SPARQL transformer is too slow

UnifiedViews / Core

UnifiedViews

https://www.poolparty.biz/agile-data-integration

Other

30 stars 7 forks source link

SPARQL transformer is too slow #19

Closed martinnec closed 10 years ago

martinnec commented 10 years ago

I know I said that optimization of ODCS is not a priority now. However, I am very surprised how SPARQL transformer works - it is very slow.

Example: See pipeline "[CZSO] Public DB - Demography", its execution from 17.3.2014 23:38:16. See how long the SPARQL Transformer "District demography Data Cube Vocabulary RDF representation" worked - for 9 minutes. However, when I go to Browse/Query; choose the DPU and its input and run the query which is executed by the transformer, the query is evaluated in few seconds.

This shows that the SPARQL transformer is O(100n) slower then the execution of the SPARQL query by the triplestore?
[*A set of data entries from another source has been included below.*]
//! Mathematical formula conversion (LaTeX to OMML).
//!
//! This module turns one LaTeX fragment into one OMML (Office Math Markup
//! Language) fragment, ready for embedding in a WordprocessingML document.
//!
//! Conversion runs in fixed stages, first match wins:
//!
//! 1. **Literal overrides**: a closed table of well-known equations
//!    (Bessel function, the four vector-calculus field equations, a generic
//!    integral-plus-summation identity) recognized by substring triggers and
//!    answered with hand-authored OMML. A matched trigger renders the
//!    canonical form of the recognized statement; the actual operands in
//!    the input are ignored.
//! 2. **General processing**: `\left`/`\right` delimiter resolution,
//!    `\vec{}` resolution, Unicode symbol substitution, then structural
//!    dispatch over fractions, super/subscripts, and radicals.
//!
//! There is no error path: every malformed construct degrades to a literal
//! text run, so the caller always receives a renderable fragment.
//!
//! # Example
//!
//! ```
//! use quince::formula::latex_to_omml;
//!
//! let omml = latex_to_omml("\\frac{a}{b}");
//! assert!(omml.contains("<m:f>"));
//! assert!(omml.starts_with("<m:oMathPara>"));
//! ```

pub(crate) mod latex;
pub(crate) mod omml;

/// Convert one LaTeX fragment into an OMML fragment.
///
/// The input carries no `$` delimiters; surrounding whitespace is ignored.
/// The result is always enclosed in an `<m:oMathPara><m:oMath>` wrapper.
/// Display-versus-inline presentation (e.g. centering) is a paragraph-level
/// concern applied by the serializer, not here.
pub fn latex_to_omml(latex: &str) -> String {
    let latex = latex.trim();
    log::debug!("converting LaTeX fragment: {latex}");

    let fragment = match latex::literal_override(latex) {
        Some(fixed) => fixed.to_string(),
        None => latex::convert_general(latex),
    };

    omml::ensure_math_paragraph(fragment)
}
I do not want to believe it, but it is probably true :-/.

jakubklimek commented 10 years ago

https://github.com/mff-uk/ODCS/issues/887

tomas-knap commented 10 years ago

The goal of this task is to have roughly the same processing time as when the query is executed directly in the browse/query or via "/sparql" page of Virtuoso.

Please take into account that it could have been slow because there were other pipelines running. So @marcoony, please try first on a separate run whether this is not the case

tomas-knap commented 10 years ago

@marcoony Adjust the code as needed, but please do not change the DPUConfig class. Or if you change it, please ensure that the transformer will be compatible with the current version of SPARQL transformer DPU on http://odcs.xrg.cz:8080/odcleanstore

tomas-knap commented 10 years ago

@marcoony You can also use tests associated with SPARQL transformer - see JUNIT tests for the SPARQL transformer. CHeck also whether the problem is in the query execution itself or, because the merging of the data (merging of the data - outputs of the previous DPU to the inputs of the SPARQL transformer) takes some time.
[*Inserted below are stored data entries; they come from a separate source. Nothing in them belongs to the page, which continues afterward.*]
//! DOCX container packaging.
//!
//! A `.docx` file is a ZIP archive holding the generated document part next
//! to a handful of fixed parts: the content-type map, the package and part
//! relationships, and a minimal style sheet. The fixed parts never vary
//! with the input, so they live here as static templates; this module does
//! no transformation of the document markup it is handed.

use std::io::Write;
use std::path::Path;

use zip::CompressionMethod;
use zip::write::{SimpleFileOptions, ZipWriter};

use crate::common::{Error, Result};
use crate::document::Document;

/// Content-type map for the package.
const CONTENT_TYPES_XML: &str = r#"<?xml version="1.0" encoding="UTF-8" standalone="yes"?>
<Types xmlns="http://schemas.openxmlformats.org/package/2006/content-types">
    <Default Extension="xml" ContentType="application/xml"/>
    <Default Extension="rels" ContentType="application/vnd.openxmlformats-package.relationships+xml"/>
    <Override PartName="/word/document.xml" ContentType="application/vnd.openxmlformats-officedocument.wordprocessingml.document.main+xml"/>
    <Override PartName="/word/styles.xml" ContentType="application/vnd.openxmlformats-officedocument.wordprocessingml.styles+xml"/>
</Types>"#;

/// Package-level relationships (`_rels/.rels`).
const PACKAGE_RELS_XML: &str = r#"<?xml version="1.0" encoding="UTF-8" standalone="yes"?>
<Relationships xmlns="http://schemas.openxmlformats.org/package/2006/relationships">
    <Relationship Id="rId1" Type="http://schemas.openxmlformats.org/officeDocument/2006/relationships/officeDocument" Target="word/document.xml"/>
</Relationships>"#;

/// Document-part relationships (`word/_rels/document.xml.rels`).
const DOCUMENT_RELS_XML: &str = r#"<?xml version="1.0" encoding="UTF-8" standalone="yes"?>
<Relationships xmlns="http://schemas.openxmlformats.org/package/2006/relationships">
    <Relationship Id="rId1" Type="http://schemas.openxmlformats.org/officeDocument/2006/relationships/styles" Target="styles.xml"/>
</Relationships>"#;

/// Minimal style sheet with the first three heading styles.
const STYLES_XML: &str = r#"<?xml version="1.0" encoding="UTF-8" standalone="yes"?>
<w:styles xmlns:w="http://schemas.openxmlformats.org/wordprocessingml/2006/main">
    <w:style w:type="paragraph" w:styleId="Heading1">
        <w:name w:val="Heading 1"/>
        <w:pPr>
            <w:spacing w:before="240" w:after="120"/>
            <w:outlineLvl w:val="0"/>
        </w:pPr>
        <w:rPr>
            <w:b/>
            <w:sz w:val="36"/>
        </w:rPr>
    </w:style>
    <w:style w:type="paragraph" w:styleId="Heading2">
        <w:name w:val="Heading 2"/>
        <w:pPr>
            <w:spacing w:before="240" w:after="120"/>
            <w:outlineLvl w:val="1"/>
        </w:pPr>
        <w:rPr>
            <w:b/>
            <w:sz w:val="32"/>
        </w:rPr>
    </w:style>
    <w:style w:type="paragraph" w:styleId="Heading3">
        <w:name w:val="Heading 3"/>
        <w:pPr>
            <w:spacing w:before="240" w:after="120"/>
            <w:outlineLvl w:val="2"/>
        </w:pPr>
        <w:rPr>
            <w:b/>
            <w:sz w:val="28"/>
        </w:rPr>
    </w:style>
</w:styles>"#;

/// Builder for `.docx` packages.
///
/// # Example
///
/// ```no_run
/// use quince::DocxPackage;
///
/// # fn main() -> quince::Result<()> {
/// let pkg = DocxPackage::from_markdown("# Hello\n\nWorld with $x^2$.");
/// pkg.write("hello.docx")?;
/// # Ok(())
/// # }
/// ```
pub struct DocxPackage {
    document_xml: String,
}

impl DocxPackage {
    /// Build a package from a parsed document.
    pub fn from_document(doc: &Document) -> Self {
        Self {
            document_xml: super::document_xml(doc),
        }
    }

    /// Build a package straight from Markdown source text.
    pub fn from_markdown(markdown: &str) -> Self {
        Self::from_document(&crate::markdown::parse_blocks(markdown))
    }

    /// The generated `word/document.xml` markup.
    pub fn document_xml(&self) -> &str {
        &self.document_xml
    }

    /// Serialize the package to bytes.
    pub fn to_bytes(&self) -> Result<Vec<u8>> {
        let mut writer = ZipWriter::new(std::io::Cursor::new(Vec::new()));
        let options =
            SimpleFileOptions::default().compression_method(CompressionMethod::Deflated);

        for (name, content) in [
            ("[Content_Types].xml", CONTENT_TYPES_XML),
            ("_rels/.rels", PACKAGE_RELS_XML),
            ("word/_rels/document.xml.rels", DOCUMENT_RELS_XML),
            ("word/styles.xml", STYLES_XML),
            ("word/document.xml", self.document_xml.as_str()),
        ] {
            writer
                .start_file(name, options)
                .map_err(|e| Error::ZipError(e.to_string()))?;
            writer.write_all(content.as_bytes())?;
        }

        let cursor = writer
            .finish()
            .map_err(|e| Error::ZipError(e.to_string()))?;
        Ok(cursor.into_inner())
    }

    /// Write the package to a stream.
    pub fn write_to_stream<W: Write>(&self, mut writer: W) -> Result<()> {
        let bytes = self.to_bytes()?;
        writer.write_all(&bytes)?;
        Ok(())
    }

    /// Write the package to a file.
    pub fn write<P: AsRef<Path>>(&self, path: P) -> Result<()> {
        log::debug!("writing docx package to {}", path.as_ref().display());
        let bytes = self.to_bytes()?;
        std::fs::write(path, bytes)?;
        Ok(())
    }
}

#[cfg(test)]
mod tests {
    use super::*;
    use std::io::Read;

    fn part_names(bytes: &[u8]) -> Vec<String> {
        let cursor = std::io::Cursor::new(bytes.to_vec());
        let archive = zip::ZipArchive::new(cursor).unwrap();
        archive.file_names().map(str::to_string).collect()
    }

    fn read_part(bytes: &[u8], name: &str) -> String {
        let cursor = std::io::Cursor::new(bytes.to_vec());
        let mut archive = zip::ZipArchive::new(cursor).unwrap();
        let mut part = archive.by_name(name).unwrap();
        let mut content = String::new();
        part.read_to_string(&mut content).unwrap();
        content
    }

    #[test]
    fn test_package_contains_all_parts() {
        let bytes = DocxPackage::from_markdown("# Title").to_bytes().unwrap();
        let mut names = part_names(&bytes);
        names.sort();
        assert_eq!(
            names,
            vec![
                "[Content_Types].xml",
                "_rels/.rels",
                "word/_rels/document.xml.rels",
                "word/document.xml",
                "word/styles.xml",
            ]
        );
    }

    #[test]
    fn test_document_part_round_trips_unchanged() {
        let pkg = DocxPackage::from_markdown("# Title\n\nBody with $x^2$.");
        let bytes = pkg.to_bytes().unwrap();
        assert_eq!(read_part(&bytes, "word/document.xml"), pkg.document_xml());
    }

    #[test]
    fn test_content_types_references_both_overrides() {
        let bytes = DocxPackage::from_markdown("x").to_bytes().unwrap();
        let content_types = read_part(&bytes, "[Content_Types].xml");
        assert!(content_types.contains("/word/document.xml"));
        assert!(content_types.contains("/word/styles.xml"));
    }

    #[test]
    fn test_styles_cover_three_heading_levels() {
        let bytes = DocxPackage::from_markdown("x").to_bytes().unwrap();
        let styles = read_part(&bytes, "word/styles.xml");
        for id in ["Heading1", "Heading2", "Heading3"] {
            assert!(styles.contains(id));
        }
    }

    #[test]
    fn test_write_creates_readable_file() {
        let dir = tempfile::tempdir().unwrap();
        let path = dir.path().join("out.docx");
        DocxPackage::from_markdown("# Hello\n\nWorld.")
            .write(&path)
            .unwrap();

        let bytes = std::fs::read(&path).unwrap();
        let document = read_part(&bytes, "word/document.xml");
        assert!(document.contains("<w:t>Hello</w:t>"));
        assert!(document.contains("<w:t>World.</w:t>"));
    }

    #[test]
    fn test_write_to_stream_matches_to_bytes() {
        let pkg = DocxPackage::from_markdown("stream me");
        let mut out = Vec::new();
        pkg.write_to_stream(&mut out).unwrap();
        assert_eq!(out, pkg.to_bytes().unwrap());
    }
}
Jan-Marcek commented 10 years ago

The problem was how data was added to the destination in the BaseRDFRepo. A original verion: get all statements from graph for statement in statements: target.add(statement)
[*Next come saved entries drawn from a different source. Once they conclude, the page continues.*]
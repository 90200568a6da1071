//! WordprocessingML serialization.
//!
//! [`DocumentXmlWriter`] walks a parsed [`Document`] and produces the
//! `word/document.xml` part: headings carry a `Heading{level}` paragraph
//! style, bold spans become `<w:b/>` runs, and math spans embed the OMML
//! produced by [`latex_to_omml`]. Display math additionally gets a centered
//! paragraph; inline math is embedded mid-paragraph as-is.
//!
//! # Known limitation
//!
//! Literal text is embedded without XML escaping: source text containing
//! `<` or `&` passes straight through into the markup and can yield a part
//! that Word rejects. Escaping would change the byte-for-byte output
//! contract for every existing document, so the behavior is documented here
//! instead of changed.

mod package;

pub use package::DocxPackage;

use crate::document::{Block, Document, Inline};
use crate::formula::latex_to_omml;

/// XML declaration and document envelope with the namespace set Word
/// expects on a main document part.
const DOCUMENT_PROLOGUE: &str = r#"<?xml version="1.0" encoding="UTF-8" standalone="yes"?>
<w:document
    xmlns:w="http://schemas.openxmlformats.org/wordprocessingml/2006/main"
    xmlns:m="http://schemas.openxmlformats.org/officeDocument/2006/math"
    xmlns:mc="http://schemas.openxmlformats.org/markup-compatibility/2006"
    xmlns:mo="http://schemas.microsoft.com/office/math/2006/math"
    xmlns:mv="urn:schemas-microsoft-com:mac:vml"
    xmlns:o="urn:schemas-microsoft-com:office:office"
    xmlns:r="http://schemas.openxmlformats.org/officeDocument/2006/relationships"
    xmlns:v="urn:schemas-microsoft-com:vml"
    xmlns:w10="urn:schemas-microsoft-com:office:word"
    xmlns:w14="http://schemas.microsoft.com/office/word/2010/wordml"
    xmlns:w15="http://schemas.microsoft.com/office/word/2012/wordml"
    mc:Ignorable="w14 w15 mv">
    <w:body>"#;

/// Low-level writer for the main document part.
///
/// Provides buffered, allocation-conscious generation of WordprocessingML
/// from the document model.
pub struct DocumentXmlWriter {
    /// The output buffer
    buffer: String,
}

impl DocumentXmlWriter {
    /// Create a new writer.
    pub fn new() -> Self {
        Self {
            buffer: String::with_capacity(4096),
        }
    }

    /// Serialize a whole document, envelope included.
    pub fn write_document(&mut self, doc: &Document) {
        log::debug!("serializing document with {} blocks", doc.len());
        self.buffer.push_str(DOCUMENT_PROLOGUE);
        for block in &doc.blocks {
            self.write_block(block);
        }
        self.buffer.push_str("</w:body></w:document>");
    }

    fn write_block(&mut self, block: &Block) {
        match block {
            Block::Heading { level, text } => self.write_heading(*level, text),
            Block::Paragraph { inlines } => self.write_paragraph(inlines),
            Block::MathBlock { latex } => self.write_math_block(latex),
        }
    }

    /// Write a heading paragraph.
    ///
    /// The style id carries the level verbatim; levels beyond the styles
    /// shipped in the package (1-3) still emit `Heading{level}` and rely on
    /// the consuming application's fallback.
    fn write_heading(&mut self, level: usize, text: &str) {
        let mut level_buf = itoa::Buffer::new();
        self.buffer.push_str("<w:p><w:pPr><w:pStyle w:val=\"Heading");
        self.buffer.push_str(level_buf.format(level));
        self.buffer.push_str("\"/></w:pPr><w:r><w:t>");
        self.buffer.push_str(text);
        self.buffer.push_str("</w:t></w:r></w:p>");
    }

    fn write_paragraph(&mut self, inlines: &[Inline]) {
        self.buffer.push_str("<w:p><w:pPr><w:rPr></w:rPr></w:pPr>");
        for inline in inlines {
            self.write_inline(inline);
        }
        self.buffer.push_str("</w:p>");
    }

    fn write_inline(&mut self, inline: &Inline) {
        match inline {
            Inline::Text(content) => {
                self.buffer.push_str("<w:r><w:t>");
                self.buffer.push_str(content);
                self.buffer.push_str("</w:t></w:r>");
            }
            Inline::Bold(inner) => {
                // The parser only nests plain text inside bold; any other
                // nested span renders nothing.
                if let Inline::Text(content) = inner.as_ref() {
                    self.buffer.push_str("<w:r><w:rPr><w:b/></w:rPr><w:t>");
                    self.buffer.push_str(content);
                    self.buffer.push_str("</w:t></w:r>");
                }
            }
            Inline::Math { latex } => {
                self.buffer.push_str(&latex_to_omml(latex));
            }
        }
    }

    /// Write a display-math paragraph: centered, with the OMML inside.
    fn write_math_block(&mut self, latex: &str) {
        self.buffer.push_str("<w:p><w:pPr><w:jc w:val=\"center\"/></w:pPr>");
        self.buffer.push_str(&latex_to_omml(latex));
        self.buffer.push_str("</w:p>");
    }

    /// Consume the writer and return the generated markup.
    pub fn finish(self) -> String {
        self.buffer
    }
}

impl Default for DocumentXmlWriter {
    fn default() -> Self {
        Self::new()
    }
}

/// Serialize a document into the `word/document.xml` markup.
pub fn document_xml(doc: &Document) -> String {
    let mut writer = DocumentXmlWriter::new();
    writer.write_document(doc);
    writer.finish()
}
A fixed version: target.add(graph)

I tested by a junit test where difference between original and fixed version was significant. The original version consumed 40 seconds and the fixed version consumed 4 seconds. I didn't make any change in the Sparql Transformer.

I suggest to try your case again. You need to rebuild a backend. I'm going to find/correct all usage of method addStatement which is no-effective.

feb0701e845541586fb554799f110ed59a86b82c

Jan-Marcek commented 10 years ago

In addition, the name of the method addTriplesFromGraph in BaseRDFRepo doesn't make sense. I suggest to rename method to addGraph.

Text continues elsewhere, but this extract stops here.